Individual Pricing entity is the main configuration entity that defines a pricing rule. It contains all the settings needed to determine which products get special pricing, who receives it, and how the pricing is calculated.

Key properties:

  • name: Human-readable name for the pricing rule
  • description: Optional description of the pricing rule
  • active: Boolean flag to enable/disable the rule
  • priority: Integer value determining evaluation order (higher values = higher priority)
  • target: Type of audience (companies, tags)
  • actionType: Type of price modification (by_percent, by_fixed, to_fixed, volume_pricing)
  • actionAmount: Amount for the pricing action (percentage or fixed value)
  • applyToAllProducts: If true, applies to all products in the catalog
  • productStreamId: Reference to a Shopware product stream for filtering specific products
  • useValidityRange: Boolean indicating if time-based validity is used
  • validFrom: Start date/time for the pricing rule
  • validUntil: End date/time for the pricing rule
  • showStrikeThrough: Whether to show original price with strike-through

Action Types:

  • by_percent: Reduce price by a percentage (e.g., 10% off)
  • by_fixed: Reduce price by a fixed amount (e.g., $5 off)
  • to_fixed: Set price to a specific amount (e.g., $99.99)
  • volume_pricing: Use tiered pricing based on quantity

Individual pricing tier

The tier entity defines volume-based pricing tiers for quantity discounts. Multiple tiers can be associated with a single Individual Pricing rule when the action type is set to volume_pricing.

Key properties:

  • individualPricingId: Reference to the parent pricing rule
  • qtyFrom: Minimum quantity for this tier (inclusive)
  • qtyTo: Maximum quantity for this tier (inclusive, null for unlimited)
  • price: Price collection containing prices for different currencies

Example tiers:

  • Tier 1: 1-9 units @ $10 each
  • Tier 2: 10-49 units @ $9 each
  • Tier 3: 50+ units @ $8 each

Individual pricing company assignment

This entity links pricing rules to specific business partner companies or organization units. It determines which companies or parts of companies receive the special pricing.

Key properties:

  • individualPricingId: Reference to the pricing rule
  • customerId: Reference to the business partner customer
  • scope: Defines assignment scope (whole_company, all_org_units, specific_units)
  • organizationUnitIds: JSON array of specific organization unit IDs (when scope is specific_units)

Scopes:

  • whole_company: Applies to all employees of the business partner
  • all_org_units: Applies to all organization units within the company
  • specific_units: Applies only to specific organization units (requires organizationUnitIds)
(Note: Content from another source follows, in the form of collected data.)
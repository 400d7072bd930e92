use serde::{Deserialize, Serialize};

/// Evidence emitted by an absence-triggered method that fired.
pub const EXPECTED_STATE_NOT_FOUND: &str = "Expected state was not found";

/// Outcome of one check against one host.
#[derive(Debug, Clone, PartialEq, Eq, Serialize, Deserialize)]
pub struct CheckResult {
    /// Check identifier (e.g., "CIS-LOGGING-AUTH-REMOTE").
    pub check_id: String,
    /// Host the facts were collected from.
    pub host: String,
    /// Severity declared by the check.
    pub severity: Severity,
    #[serde(flatten)]
    pub state: CheckState,
}

/// Classification of a check result.
#[derive(Debug, Clone, PartialEq, Eq, Serialize, Deserialize)]
#[serde(tag = "state", rename_all = "snake_case")]
pub enum CheckState {
    /// No facts of the check's artifact were present.
    NotApplicable,
    /// Facts were present and no method fired.
    Clean,
    /// At least one method fired.
    Anomaly {
        symptom: String,
        /// Evidence strings, in method-then-record order, de-duplicated.
        findings: Vec<String>,
        remediation: Option<String>,
    },
    /// The check could not be evaluated (malformed record, etc).
    Error { message: String },
}

impl CheckResult {
    pub fn is_anomaly(&self) -> bool {
        matches!(self.state, CheckState::Anomaly { .. })
    }

    pub fn is_error(&self) -> bool {
        matches!(self.state, CheckState::Error { .. })
    }

    pub fn symptom(&self) -> Option<&str> {
        match &self.state {
            CheckState::Anomaly { symptom, .. } => Some(symptom),
            _ => None,
        }
    }

    pub fn findings(&self) -> &[String] {
        match &self.state {
            CheckState::Anomaly { findings, .. } => findings,
            _ => &[],
        }
    }
}

impl std::fmt::Display for CheckState {
    fn fmt(&self, f: &mut std::fmt::Formatter<'_>) -> std::fmt::Result {
        match self {
            Self::NotApplicable => write!(f, "not applicable"),
            Self::Clean => write!(f, "clean"),
            Self::Anomaly { .. } => write!(f, "anomaly"),
            Self::Error { .. } => write!(f, "error"),
        }
    }
}

#[derive(
    Debug, Clone, Copy, Default, PartialEq, Eq, PartialOrd, Ord, Hash, Serialize, Deserialize,
)]
#[serde(rename_all = "lowercase")]
pub enum Severity {
    Info,
    Low,
    #[default]
    Medium,
    High,
    Critical,
}

impl Severity {
    pub fn from_str_lenient(s: &str) -> Option<Self> {
        match s.to_lowercase().as_str() {
            "info" => Some(Self::Info),
            "low" => Some(Self::Low),
            "medium" | "med" => Some(Self::Medium),
            "high" => Some(Self::High),
            "critical" | "crit" => Some(Self::Critical),
            _ => None,
        }
    }
}

impl std::fmt::Display for Severity {
    fn fmt(&self, f: &mut std::fmt::Formatter<'_>) -> std::fmt::Result {
        match self {
            Self::Info => write!(f, "info"),
            Self::Low => write!(f, "low"),
            Self::Medium => write!(f, "medium"),
            Self::High => write!(f, "high"),
            Self::Critical => write!(f, "critical"),
        }
    }
}

/// Metadata about a loaded check, used for `list-checks` output.
#[derive(Debug, Clone, Serialize, Deserialize)]
pub struct CheckMetadata {
    pub id: String,
    pub artifact: String,
    pub severity: Severity,
    pub problem: String,
    pub description: Option<String>,
    pub methods: usize,
}
//! Request types for the hours engine API.

use serde::{Deserialize, Serialize};

use crate::config::OvertimePolicy;
use crate::models::{DateRange, JobRecord};

/// Request body for the `/summary/weekly` and `/summary/daily` endpoints.
///
/// The caller fetches the records (typically one technician's, ordered by
/// date) and posts them here for aggregation.
#[derive(Debug, Clone, Default, Serialize, Deserialize)]
pub struct SummaryRequest {
    /// The job records to aggregate.
    pub records: Vec<JobRecord>,
    /// Optional policy override; the server's loaded policy is used otherwise.
    #[serde(default)]
    pub policy: Option<OvertimePolicy>,
    /// Optional inclusive date window applied before aggregation.
    #[serde(default)]
    pub range: Option<DateRange>,
}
Individual pricing computed cache

The computed cache entity pre-calculates which products are affected by which pricing rules. This significantly improves performance by avoiding repeated filter evaluations.

Key properties:

  • individualPricingId: Reference to the pricing rule
  • productId: Reference to the affected product (NULL if rule applies to all products)

This cache uses a hybrid approach: specific cache entries for targeted rules, and NULL entries for catalog-wide rules.

Schema

Workflow

The following diagram shows how individual pricing is applied to a product:

Target type evaluation

Depending on the target type, different evaluation logic applies:

Companies target

  • Customer must be a business partner or employee
  • The company assignment must exist, linking the pricing rule to the customer's company
  • Scope is checked (whole company, all units, or specific units)
  • If specific units, the customer must belong to one of the specified organization units

Tags target

  • Customer must have at least one of the tags specified in the pricing rule

Priority and rule selection

When multiple pricing rules could apply to the same product:

  1. Only rules at the highest priority level are considered
  2. All rules at this priority level are evaluated
  3. If multiple rules match, the one resulting in the lowest price is selected
  4. If no rules match at the highest priority, standard catalog pricing is used

INFO

Lower priority rules are never evaluated. This ensures the most important pricing rules take precedence, and that when multiple rules compete at the same level, customers always get the best price.